Winter came early that year, covering the month of August with a cold cloak of snow. We all grumblingly dug out our winter coats and boots, warm scarves and thick socks, from their summer lodgings of out-of-the-way closets and boxes shoved into corners. The snow ploughs came out, with great difficulty, from their hibernation, so that the world could continue turning for those with places to be. Salt scattered haphazardly, resentfully across sidewalks and streets made messy coatings on tires and shoes. Snowfall ceased for days of respite, but the cold and the sight of sparkling white remained constant.
There was a certain beauty to the snow-covered blooms and bright green leaves of late summer. A perverse beauty, some said, but even the ones who thought so admitted that the glitter of frost on a dark red rose was enchanting.
Yet even the most snow-enamored of us found it rather unsettling.

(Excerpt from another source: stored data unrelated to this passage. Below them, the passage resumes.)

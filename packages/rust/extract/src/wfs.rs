//! WFS extractor.
//!
//! Issues `GetFeature` queries with GeoJSON output against registry-declared
//! layers (`extra_params.layers`, comma-separated). Pagination uses the WFS
//! 2.0 `startIndex`/`count` parameters, bounded by the server's
//! `numberMatched` when reported. Features with missing or structurally
//! invalid geometry are kept — the transformer decides what to drop.

use reqwest::Client;
use serde::Deserialize;
use tracing::debug;

use stacharvest_shared::config::ExtractConfig;
use stacharvest_shared::schemas::WfsFeature;
use stacharvest_shared::{ExternalService, ExternalServiceType, HarvestError, Result, SourceCollection};

use crate::{Extraction, Page, Pager, RawRecord, RecordStream, build_client, check_service_type, get_json};

// ---------------------------------------------------------------------------
// Response shape
// ---------------------------------------------------------------------------

#[derive(Debug, Deserialize)]
struct FeatureCollectionResponse {
    #[serde(default)]
    features: Vec<WfsFeature>,
    /// Servers report a number or the string `"unknown"`.
    #[serde(default, rename = "numberMatched")]
    number_matched: Option<serde_json::Value>,
}

impl FeatureCollectionResponse {
    fn matched(&self) -> Option<u64> {
        match &self.number_matched {
            Some(serde_json::Value::Number(n)) => n.as_u64(),
            Some(serde_json::Value::String(s)) => s.trim().parse().ok(),
            _ => None,
        }
    }
}

// ---------------------------------------------------------------------------
// Extractor
// ---------------------------------------------------------------------------

/// Extractor bound to one WFS service.
pub struct WfsExtractor {
    service: ExternalService,
    client: Client,
    page_size: u64,
    max_items: Option<u64>,
}

impl WfsExtractor {
    /// Bind to a service; fails if the service does not declare `WFS`.
    pub fn new(service: ExternalService, options: &ExtractConfig) -> Result<Self> {
        check_service_type(&service, ExternalServiceType::Wfs)?;
        Ok(Self {
            service,
            client: build_client(options)?,
            page_size: options.page_size,
            max_items: options.max_items,
        })
    }

    fn layers(&self) -> Result<Vec<String>> {
        let layers: Vec<String> = self
            .service
            .extra_param("layers")
            .unwrap_or_default()
            .split(',')
            .map(str::trim)
            .filter(|l| !l.is_empty())
            .map(String::from)
            .collect();
        if layers.is_empty() {
            return Err(HarvestError::Extraction(format!(
                "service `{}` declares no `layers` extra param",
                self.service.title
            )));
        }
        Ok(layers)
    }

    /// Enumerate collections: one per registry-declared layer.
    pub async fn service_collections(&self) -> Result<Vec<SourceCollection>> {
        let targets = self.service.ssys_targets.clone().unwrap_or_default();
        Ok(self
            .layers()?
            .into_iter()
            .map(|layer| SourceCollection::new(layer, self.service.clone(), None, targets.clone()))
            .collect())
    }

    /// Start extracting one layer's features.
    pub async fn extract(&self, collection_id: &str) -> Result<Extraction> {
        let collections = self.service_collections().await?;
        let collection = collections
            .into_iter()
            .find(|c| c.collection_id == collection_id)
            .ok_or_else(|| {
                HarvestError::Extraction(format!(
                    "layer `{collection_id}` not declared by `{}`",
                    self.service.title
                ))
            })?;

        let pager = WfsPager {
            client: self.client.clone(),
            url: self.service.url.to_string(),
            layer: collection.collection_id.clone(),
            start_index: 0,
            count: self.page_size,
            number_matched: None,
        };

        Ok(Extraction {
            collection,
            records: RecordStream::new(Pager::Wfs(pager), self.max_items),
        })
    }
}

// ---------------------------------------------------------------------------
// Pager
// ---------------------------------------------------------------------------

/// `startIndex`/`count` cursor over a WFS layer.
pub(crate) struct WfsPager {
    client: Client,
    url: String,
    layer: String,
    start_index: u64,
    count: u64,
    /// Total reported by the server on the first page, when numeric.
    number_matched: Option<u64>,
}

impl WfsPager {
    pub(crate) async fn next_page(&mut self) -> Result<Page> {
        if self
            .number_matched
            .is_some_and(|matched| self.start_index >= matched)
        {
            return Ok(Page {
                records: Vec::new(),
                has_more: false,
            });
        }

        let query = [
            ("service", "WFS".to_string()),
            ("version", "2.0.0".to_string()),
            ("request", "GetFeature".to_string()),
            ("typeNames", self.layer.clone()),
            ("outputFormat", "application/json".to_string()),
            ("startIndex", self.start_index.to_string()),
            ("count", self.count.to_string()),
        ];
        let body = get_json(&self.client, &self.url, &query).await?;
        let response: FeatureCollectionResponse = serde_json::from_value(body).map_err(|e| {
            HarvestError::Extraction(format!(
                "{}: GetFeature response not conform to expected model: {e}",
                self.url
            ))
        })?;

        if self.number_matched.is_none() {
            self.number_matched = response.matched();
            debug!(layer = %self.layer, matched = ?self.number_matched, "feature count reported");
        }

        let records: Vec<RawRecord> = response.features.into_iter().map(RawRecord::Wfs).collect();
        let fetched = records.len() as u64;
        self.start_index += fetched;
        let has_more = fetched == self.count
            && fetched > 0
            && self
                .number_matched
                .is_none_or(|matched| self.start_index < matched);

        Ok(Page { records, has_more })
    }
}

#[cfg(test)]
mod tests {
    use super::*;
    use wiremock::matchers::{method, query_param};
    use wiremock::{Mock, MockServer, ResponseTemplate};

    fn test_options(page_size: u64) -> ExtractConfig {
        ExtractConfig {
            page_size,
            max_items: None,
            timeout_secs: 5,
        }
    }

    fn test_service(url: &str) -> ExternalService {
        let mut extra_params = serde_json::Map::new();
        extra_params.insert(
            "layers".into(),
            serde_json::Value::String("ctx, hirise_rdr".into()),
        );
        ExternalService {
            title: "MarsSI WFS".into(),
            description: "test".into(),
            providers: vec![],
            service_type: ExternalServiceType::Wfs,
            url: url.parse().unwrap(),
            ping_url: None,
            ssys_targets: Some(vec!["Mars".into()]),
            extra_params,
        }
    }

    #[tokio::test]
    async fn wrong_service_type_is_rejected() {
        let mut service = test_service("https://example.org/wfs");
        service.service_type = ExternalServiceType::PdsOde;
        let err = WfsExtractor::new(service, &test_options(100)).unwrap_err();
        assert!(matches!(err, HarvestError::UnsupportedServiceType { .. }));
    }

    #[tokio::test]
    async fn collections_come_from_declared_layers() {
        let extractor =
            WfsExtractor::new(test_service("https://example.org/wfs"), &test_options(100)).unwrap();
        let collections = extractor.service_collections().await.expect("enumerate");

        let ids: Vec<&str> = collections
            .iter()
            .map(|c| c.collection_id.as_str())
            .collect();
        assert_eq!(ids, vec!["ctx", "hirise_rdr"]);
        assert_eq!(collections[0].n_items, None);
    }

    #[tokio::test]
    async fn missing_layers_param_fails() {
        let mut service = test_service("https://example.org/wfs");
        service.extra_params.clear();
        let extractor = WfsExtractor::new(service, &test_options(100)).unwrap();
        let err = extractor.service_collections().await.unwrap_err();
        assert!(err.to_string().contains("layers"));
    }

    #[tokio::test]
    async fn unknown_layer_fails_extraction() {
        let extractor =
            WfsExtractor::new(test_service("https://example.org/wfs"), &test_options(100)).unwrap();
        let err = extractor.extract("craters").await.unwrap_err();
        assert!(matches!(err, HarvestError::Extraction(_)));
    }

    #[tokio::test]
    async fn features_page_until_number_matched() {
        let server = MockServer::start().await;

        let page1 = r#"{
            "type": "FeatureCollection",
            "numberMatched": 3,
            "features": [
                {"type": "Feature", "id": "ctx.1", "geometry": null, "properties": {"datetime": "2008-09-12T07:14:11Z"}},
                {"type": "Feature", "id": "ctx.2", "geometry": {"type": "Point", "coordinates": [1.0, 2.0]}, "properties": {}}
            ]
        }"#;
        let page2 = r#"{
            "type": "FeatureCollection",
            "numberMatched": 3,
            "features": [
                {"type": "Feature", "id": "ctx.3", "geometry": {"type": "Polygon", "coordinates": []}, "properties": {}}
            ]
        }"#;

        Mock::given(method("GET"))
            .and(query_param("request", "GetFeature"))
            .and(query_param("typeNames", "ctx"))
            .and(query_param("startIndex", "0"))
            .and(query_param("count", "2"))
            .respond_with(ResponseTemplate::new(200).set_body_string(page1))
            .expect(1)
            .mount(&server)
            .await;
        Mock::given(method("GET"))
            .and(query_param("request", "GetFeature"))
            .and(query_param("startIndex", "2"))
            .respond_with(ResponseTemplate::new(200).set_body_string(page2))
            .expect(1)
            .mount(&server)
            .await;

        let extractor = WfsExtractor::new(test_service(&server.uri()), &test_options(2)).unwrap();
        let mut stream = extractor.extract("ctx").await.expect("extract").records;

        let mut ids = Vec::new();
        while let Some(record) = stream.next_record().await.expect("record") {
            let RawRecord::Wfs(feature) = record else {
                panic!("wrong variant");
            };
            ids.push(feature.id.unwrap_or_default());
        }
        // All three features are yielded, including the null-geometry one.
        assert_eq!(ids, vec!["ctx.1", "ctx.2", "ctx.3"]);
    }

    #[tokio::test]
    async fn fixture_page_parses_with_degenerate_geometries() {
        let server = MockServer::start().await;
        let body = std::fs::read_to_string("../../../fixtures/records/wfs-features-page.json")
            .expect("read features fixture");

        Mock::given(method("GET"))
            .and(query_param("request", "GetFeature"))
            .respond_with(ResponseTemplate::new(200).set_body_string(body))
            .mount(&server)
            .await;

        let extractor = WfsExtractor::new(test_service(&server.uri()), &test_options(10)).unwrap();
        let mut stream = extractor.extract("ctx").await.expect("extract").records;

        let mut count = 0;
        while stream.next_record().await.expect("record").is_some() {
            count += 1;
        }
        assert_eq!(count, 3);
    }
}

We had never seen August snow, let alone for the entire month. After a few weeks of speculating conversations, people stopped talking about it, instead sitting silently in cars and buses, on porches, wrapped in blankets, with hot tea, staring with interest, concern, and sometimes annoyance at the scenic wintery vistas.
September brought warmer temperatures and steady, mild rains, flooding the streets with a river of melted snow. We put away the cozy winter clothes in exchange for umbrellas, waterproof outerwear, and knee-high rubbery rain boots.
After the melting, everything looked withered and limp, with a grayish tinge of rot. Clouds consistently plugged up the sky, dulling the world that had recently been so bright. Mid-month, nothing had changed. The leaves did not fall from their branches, nor did they turn the familiar yellow, orange, and red of autumns past. Approaching October, which should have brought anticipation of beautiful colors, leaf-jumping, and (of course) Halloween, we found ourselves asking, Will the leaves ever turn? Will they fall, and make room for the new buds of spring? Or will we be trapped in a colorless world of rain, forever?
If one looked out of an elevated window, all one could see was a sea of decorated umbrellas, the only color we could muster in our dreary world.